Elastic search cluster setup suggestion required

Hi,
I have a cluster setup of 2 data nodes and 1 master node. One eligible master.
I handle about 400Gb of data.

All our search requests and indexing requests are made to the master node.
This caused some RAM issues on master while searching.

Need suggestion

  1. Should we have one coordinating node and route all requests to this node ?
  2. Is having one coordinating node a better choice or 2 ?
    2.1 To avoid split brain we want to make 3 eligible masters. Which ones ?
  3. Is it a good idea to make Data node an eligible master ?
  4. Is it a good idea to make search requests to the data nodes ?
  5. While initializing RestSearchClient, which hostnames should we mention for search ?
    5.1 My guess was 2 coordinating node hostnames
1 Like

In any cluster you generally want to have 3 master-eligible nodes (with minimum_master_nodes set to 2 to avoid split brain scenarios). This will allow the cluster to stay responsive even if it loses one node.

If you have a dedicated master node, which generally is less powerful that other nodes, which should be left to just managing the cluster and not serve traffic.

Whether coordinating-only node help or not depends on the use-case and workload.

If you have a single coordinating-only node that you send all requests to, this becomes a single point of failure, so 2 is generally better (if you need them at all).

It is important to have 3 master-eligible nodes, so unless you have 3 dedicated master node this is generally a good idea.

Often this is fine, but it does as I mentioned earlier depend on the use-case.

Coordinating-only nodes if you have them in the cluster, otherwise data nodes.

1 Like

Thanks @Christian_Dahlqvist . Appreciate the inputs.

With your inputs we have a plan:
1 Master node
2 Coordinating nodes (eligible masters)
2 Data nodes (One Replica)(RAID-0)
Avg doc size = 4Kb
Total docs = 250million
One Index.
Currently optimal 6 shards for our usecase.
We use routing while indexing and searching.

Few more Queries

  1. Can we increase search throughput by adding more data nodes and more replicas ?
  2. Would this infrastructure cause impact on indexing throughput ?
  3. Does this setup look good to you ?

Yes, that is generally the way to increase search throughput.
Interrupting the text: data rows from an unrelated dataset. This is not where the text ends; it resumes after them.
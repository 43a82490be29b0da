//! # RAG Playground CLI (`ragp`)
//!
//! The `ragp` binary drives a hosted RAG namespace from the command line:
//! ingest documents, check ingestion jobs, and chat against the indexed
//! content.
//!
//! ## Commands
//!
//! | Command | Description |
//! |---------|-------------|
//! | `ragp ask "<question>"` | One-shot question against the namespace |
//! | `ragp chat` | Interactive chat loop |
//! | `ragp ingest text <content>` | Ingest raw text |
//! | `ragp ingest url <name> <url>` | Ingest a remote document by URL |
//! | `ragp ingest file <path>` | Upload and ingest a local file |
//! | `ragp status <job-id>` | Check an ingestion job |
//! | `ragp config` | Print the effective configuration |
//! | `ragp serve` | Start the JSON HTTP API |
//!
//! ## Examples
//!
//! ```bash
//! # Ingest some text under a display name
//! ragp ingest text "Deploys run at 14:00 UTC." --name runbook.txt
//!
//! # Ingest a PDF from the web
//! ragp ingest url "Q3 Report" https://example.com/q3.pdf
//!
//! # Ask against the namespace
//! ragp ask "When do deploys run?"
//! ```

use clap::{Parser, Subcommand};
use std::path::PathBuf;

use rag_playground::client::{ClientFactory, HttpClientFactory};
use rag_playground::session::Session;
use rag_playground::{chat, config, ingest, server};

/// RAG Playground — ingest documents into a hosted retrieval namespace
/// and chat against them.
///
/// All commands accept a `--config` flag pointing to a TOML configuration
/// file. See `config/ragp.example.toml` for a full example. Credentials
/// can also come from `OPENAI_API_KEY`, `AGENTSET_API_KEY`, and
/// `AGENTSET_NAMESPACE_ID` in the environment.
#[derive(Parser)]
#[command(
    name = "ragp",
    about = "RAG Playground — ingest documents into a hosted namespace and chat against them",
    version
)]
struct Cli {
    /// Path to configuration file (TOML).
    ///
    /// Defaults to `./config/ragp.toml`; a missing file falls back to
    /// built-in defaults plus environment variables.
    #[arg(long, global = true, default_value = "./config/ragp.toml")]
    config: PathBuf,

    #[command(subcommand)]
    command: Commands,
}

/// Top-level CLI commands.
#[derive(Subcommand)]
enum Commands {
    /// Ask a single question against the namespace.
    ///
    /// Retrieves passages with the configured top-k and minimum score,
    /// then generates an answer with the configured model.
    Ask {
        /// The question to ask.
        question: String,
    },

    /// Start an interactive chat loop.
    ///
    /// `/clear` resets the transcript, `/quit` exits. The transcript
    /// lives only for the duration of the loop.
    Chat,

    /// Ingest a document into the namespace.
    ///
    /// Ingestion is asynchronous: each action returns a job id
    /// immediately. Use `ragp status <job-id>` to observe completion.
    Ingest {
        #[command(subcommand)]
        action: IngestAction,
    },

    /// Check the status of an ingestion job.
    Status {
        /// Job id returned by an ingest action.
        job_id: String,
    },

    /// Print the effective configuration (secrets redacted).
    Config,

    /// Start the JSON HTTP API server.
    ///
    /// Binds to the address configured in `[server].bind` and serves the
    /// chat, ingestion, and settings endpoints for browser front ends.
    Serve,
}

/// Ingestion subcommands.
#[derive(Subcommand)]
enum IngestAction {
    /// Ingest raw text.
    Text {
        /// The text content to ingest.
        content: String,
        /// Display file name (optional; the service picks one otherwise).
        #[arg(long)]
        name: Option<String>,
    },
    /// Ingest a remote document by URL.
    ///
    /// The URL is not validated locally; a malformed URL is rejected by
    /// the service.
    Url {
        /// Display name for the document.
        name: String,
        /// URL of the document to fetch.
        url: String,
    },
    /// Upload and ingest a local file.
    File {
        /// Path to the file.
        path: PathBuf,
        /// Display name (optional; defaults to the file's base name).
        #[arg(long)]
        name: Option<String>,
    },
}

#[tokio::main]
async fn main() -> anyhow::Result<()> {
    init_tracing();

    let cli = Cli::parse();
    let cfg = config::load_config(&cli.config)?;
    let session = Session::from_config(&cfg);
    let factory = HttpClientFactory::new(cfg.clone());

    match cli.command {
        Commands::Ask { question } => {
            let rag = factory.rag(&session);
            chat::run_ask(&session, rag.as_ref(), &question).await?;
        }
        Commands::Chat => {
            let rag = factory.rag(&session);
            chat::run_chat(&session, rag.as_ref()).await?;
        }
        Commands::Ingest { action } => {
            let ingester = factory.ingester(&session);
            match action {
                IngestAction::Text { content, name } => {
                    ingest::run_ingest_text(&session, ingester.as_ref(), &content, name.as_deref())
                        .await?;
                }
                IngestAction::Url { name, url } => {
                    ingest::run_ingest_url(&session, ingester.as_ref(), &name, &url).await?;
                }
                IngestAction::File { path, name } => {
                    ingest::run_ingest_file(
                        &session,
                        ingester.as_ref(),
                        &path.to_string_lossy(),
                        name.as_deref(),
                    )
                    .await?;
                }
            }
        }
        Commands::Status { job_id } => {
            let ingester = factory.ingester(&session);
            ingest::run_status(&session, ingester.as_ref(), &job_id).await?;
        }
        Commands::Config => {
            print_config(&cfg, &session);
        }
        Commands::Serve => {
            server::run_server(&cfg).await?;
        }
    }

    Ok(())
}

fn init_tracing() {
    let env_filter = tracing_subscriber::EnvFilter::try_from_default_env()
        .unwrap_or_else(|_| tracing_subscriber::EnvFilter::new("info"));
    tracing_subscriber::fmt()
        .with_env_filter(env_filter)
        .with_target(false)
        .init();
}

/// Print the effective configuration with secrets reduced to presence.
fn print_config(cfg: &config::Config, session: &Session) {
    let redact = |set: bool| if set { "set" } else { "not set" };

    println!("configured: {}", session.is_configured());
    println!(
        "openai_api_key: {}",
        redact(!session.openai_api_key.is_empty())
    );
    println!(
        "agentset_api_key: {}",
        redact(!session.agentset_api_key.is_empty())
    );
    println!("namespace_id: {}", session.namespace_id);
    println!("model: {}", session.model);
    println!("available models: {}", cfg.model.available.join(", "));
    println!("top_k: {}", session.top_k);
    println!("min_score: {}", session.min_score);
    println!("agentset_base_url: {}", cfg.api.agentset_base_url);
    println!("openai_base_url: {}", cfg.api.openai_base_url);
    println!("server.bind: {}", cfg.server.bind);
}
Not sure what you mean. Adding additional replicas will however have an impact on indexing load.

Assuming you have 3 master-eligible nodes it sounds reasonable, but I do not know as I am not familiar with your data, query load or requirements.

1 Like

Thanks again. One last thing i was wondering about.

In past we faced OOMemory from kernel which killed java process on master node and we had to allocate more RAM for OS to continue operations. This was when we were directing requests to master.

Query: Why was my OS memory of master node being utilized, when the master is not really using LUCENE operations to cache segments. All my data operations are made on data node. Master node is just scattering and gathering docs ?

Parsing and coordinating requests can consume a fair bit of heap as well. How much load do you serve and how much heap did you have assigned?

Our Master node was 8core 32bit machine.
Alloted heap space was recommended 50% i.e. 16Gb.

The space available for OS was the remaining 16Gb.
We were serving 3000 ES requests per second, thats about 50Mb of docs per sec.

The kernel OOMemory killer killed our master node java process and cluster was down.
Note: Java was not out of heap. OS did not get memory and it killed java to free up space.

Our solution:
We have put upgraded existing machine 16core and 64Gb.
Allotted heap space now is 16Gb and OS gets remaining 48Gb to play.
Now things are good.

Query Again:
Does master do any kind of LUCENE related operations ? AFAIK it just does QUERY and FETCH.

If you are running on a machine with a 32-bit architecture I believe you must have been running with a much smaller heap. Or was that a typo?

I would recommend installing monitoring (if you do not already have it) so you can see how heap usage varies over time.

1 Like

OMG blunder. My Mistake. I wanted to say 32Gb there. We use all 64-bit archi machines.

This topic was automatically closed 28 days after the last reply. New replies are no longer allowed.